▶

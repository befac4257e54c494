//! The History Store: the narrow persistence contract the monitoring engine
//! reads and writes through.
//!
//! Two implementations ship with the crate: [`MemoryStore`] for tests and
//! database-less deployments, and [`SeaOrmStore`] backed by PostgreSQL.
//! Every write that results from one probe goes through
//! [`HistoryStore::commit_check`] so that the status update, the health-check
//! record and the alert mutations land together or not at all.

use async_trait::async_trait;
use chrono::{DateTime, Utc};
use sea_orm::DbErr;
use serde::Deserialize;
use thiserror::Error;

use crate::db::entities::{alert, health_check, tracked_api};
use crate::db::enums::{AlertType, ApiStatus, Severity};

pub mod memory;
pub mod postgres;

pub use memory::MemoryStore;
pub use postgres::SeaOrmStore;

#[derive(Error, Debug, Clone, PartialEq, Eq)]
pub enum StoreError {
    #[error("Database error: {0}")]
    Database(String),
    #[error("History store unavailable: {0}")]
    Unavailable(String),
    #[error("Write conflict: {0}")]
    Conflict(String),
}

impl From<DbErr> for StoreError {
    fn from(err: DbErr) -> Self {
        match err {
            DbErr::ConnectionAcquire(e) => StoreError::Unavailable(e.to_string()),
            DbErr::Conn(e) => StoreError::Unavailable(e.to_string()),
            DbErr::RecordNotUpdated => {
                StoreError::Conflict("record was modified concurrently".to_string())
            }
            other => StoreError::Database(other.to_string()),
        }
    }
}

/// Owner-editable fields of a tracked API, already validated.
#[derive(Debug, Clone, PartialEq, Eq)]
pub struct ApiSettings {
    pub name: String,
    pub base_url: String,
    pub documentation_url: Option<String>,
    pub health_check_url: Option<String>,
    pub http_method: String,
    pub expected_status: i32,
    pub check_interval_seconds: i32,
    pub is_active: bool,
}

impl ApiSettings {
    pub fn from_model(api: &tracked_api::Model) -> Self {
        Self {
            name: api.name.clone(),
            base_url: api.base_url.clone(),
            documentation_url: api.documentation_url.clone(),
            health_check_url: api.health_check_url.clone(),
            http_method: api.http_method.clone(),
            expected_status: api.expected_status,
            check_interval_seconds: api.check_interval_seconds,
            is_active: api.is_active,
        }
    }
}

/// The health-check row to append for one probe.
#[derive(Debug, Clone, PartialEq, Eq)]
pub struct NewHealthCheck {
    pub http_status: Option<i32>,
    pub response_time_ms: i32,
    pub is_up: bool,
    pub error_kind: Option<String>,
    pub error_message: Option<String>,
    pub fingerprint: Option<String>,
}

#[derive(Debug, Clone, PartialEq, Eq)]
pub struct AlertDraft {
    pub alert_type: AlertType,
    pub severity: Severity,
    pub title: String,
    pub description: String,
}

impl AlertDraft {
    /// Whether applying this draft to `open` would change it.
    pub fn differs_from(&self, open: &alert::Model) -> bool {
        open.severity != self.severity
            || open.title != self.title
            || open.description.as_deref() != Some(self.description.as_str())
    }
}

/// A single alert-state change decided by the alert engine.
///
/// `Open` is keyed by (api, alert type, unresolved). When an open alert of
/// that type already exists it takes the draft's severity, title and
/// description and is reported as updated; writing an identical draft again
/// changes nothing. Otherwise a new alert is created. Stores apply it inside
/// the same atomic write as the rest of the commit (the Postgres store looks
/// the open alert up under the API row lock, backed by the partial unique
/// index). `Resolve` is a no-op when nothing of that type is open.
#[derive(Debug, Clone, PartialEq, Eq)]
pub enum AlertMutation {
    Open(AlertDraft),
    Resolve(AlertType),
}

/// Everything one completed probe writes.
#[derive(Debug, Clone)]
pub struct CheckCommit {
    pub api_id: i32,
    pub checked_at: DateTime<Utc>,
    pub status: ApiStatus,
    pub consecutive_failures: i32,
    /// Replaces the stored fingerprint when `Some`.
    pub fingerprint: Option<String>,
    /// Replaces the stored next-due time when `Some`. On-demand checks leave
    /// the regular cadence untouched.
    pub next_check_at: Option<DateTime<Utc>>,
    pub record: NewHealthCheck,
    pub alerts: Vec<AlertMutation>,
}

#[derive(Debug, Clone, Default)]
pub struct CommitReceipt {
    pub record: Option<health_check::Model>,
    pub opened: Vec<alert::Model>,
    pub updated: Vec<alert::Model>,
    pub resolved: Vec<alert::Model>,
}

#[derive(Debug, Clone)]
pub enum CommitOutcome {
    Applied(CommitReceipt),
    /// The API was removed before the commit; nothing was written.
    ApiMissing,
}

#[derive(Debug, Clone, Copy, Default, PartialEq, Eq, Deserialize)]
#[serde(rename_all = "lowercase")]
pub enum AlertFilter {
    #[default]
    All,
    Resolved,
    Unresolved,
}

impl AlertFilter {
    pub fn from_resolved_flag(resolved: Option<bool>) -> Self {
        match resolved {
            None => AlertFilter::All,
            Some(true) => AlertFilter::Resolved,
            Some(false) => AlertFilter::Unresolved,
        }
    }

    pub fn matches(self, alert: &alert::Model) -> bool {
        match self {
            AlertFilter::All => true,
            AlertFilter::Resolved => alert.is_resolved,
            AlertFilter::Unresolved => !alert.is_resolved,
        }
    }
}

#[derive(Debug, Clone, Copy, PartialEq, Eq)]
pub struct PageRequest {
    pub page: u64,
    pub size: u64,
}

impl PageRequest {
    pub const DEFAULT_SIZE: u64 = 20;
    pub const MAX_SIZE: u64 = 200;

    pub fn new(page: Option<u64>, size: Option<u64>) -> Self {
        Self {
            page: page.unwrap_or(0),
            size: size
                .unwrap_or(Self::DEFAULT_SIZE)
                .clamp(1, Self::MAX_SIZE),
        }
    }

    pub fn offset(&self) -> usize {
        (self.page * self.size) as usize
    }
}

impl Default for PageRequest {
    fn default() -> Self {
        Self::new(None, None)
    }
}

#[derive(Debug, Clone, PartialEq, Eq)]
pub struct Paged<T> {
    pub items: Vec<T>,
    pub total: u64,
}

#[derive(Debug, Clone, Copy, Default, PartialEq, Eq)]
pub struct OpenAlertCounts {
    pub total: u64,
    pub critical: u64,
}

#[async_trait]
pub trait HistoryStore: Send + Sync {
    /// All APIs the scheduler should pick up at start-up.
    async fn load_active_apis(&self) -> Result<Vec<tracked_api::Model>, StoreError>;

    async fn get_api(&self, api_id: i32) -> Result<Option<tracked_api::Model>, StoreError>;

    async fn list_apis(&self, user_id: i32) -> Result<Vec<tracked_api::Model>, StoreError>;

    async fn insert_api(
        &self,
        user_id: i32,
        settings: ApiSettings,
        next_check_at: DateTime<Utc>,
        now: DateTime<Utc>,
    ) -> Result<tracked_api::Model, StoreError>;

    /// Applies owner edits. When `clear_deprecation` is set and the API is
    /// currently DEPRECATED, its status drops back to UNKNOWN and the open
    /// DEPRECATION alert is resolved in the same write.
    async fn update_api(
        &self,
        api_id: i32,
        settings: ApiSettings,
        clear_deprecation: bool,
        now: DateTime<Utc>,
    ) -> Result<Option<tracked_api::Model>, StoreError>;

    /// Removes the API together with its health checks and alerts.
    async fn delete_api(&self, api_id: i32) -> Result<bool, StoreError>;

    async fn commit_check(&self, commit: CheckCommit) -> Result<CommitOutcome, StoreError>;

    /// Health checks for one API, newest first.
    async fn health_history(
        &self,
        api_id: i32,
        page: PageRequest,
    ) -> Result<Paged<health_check::Model>, StoreError>;

    /// Alerts for one owner, newest first.
    async fn list_alerts(
        &self,
        user_id: i32,
        filter: AlertFilter,
        page: PageRequest,
    ) -> Result<Paged<alert::Model>, StoreError>;

    async fn alerts_for_api(&self, api_id: i32) -> Result<Vec<alert::Model>, StoreError>;

    async fn open_alert_counts(&self, user_id: i32) -> Result<OpenAlertCounts, StoreError>;

    /// Owner-initiated resolution. Idempotent; `None` when the alert does not
    /// exist or belongs to someone else.
    async fn resolve_alert(
        &self,
        user_id: i32,
        alert_id: i32,
        now: DateTime<Utc>,
    ) -> Result<Option<alert::Model>, StoreError>;
}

◀

• _Task_: Copy each line above holding "PageRequest".

• _Final answer_:
pub struct PageRequest {
impl PageRequest {
impl Default for PageRequest {
        page: PageRequest,
        page: PageRequest,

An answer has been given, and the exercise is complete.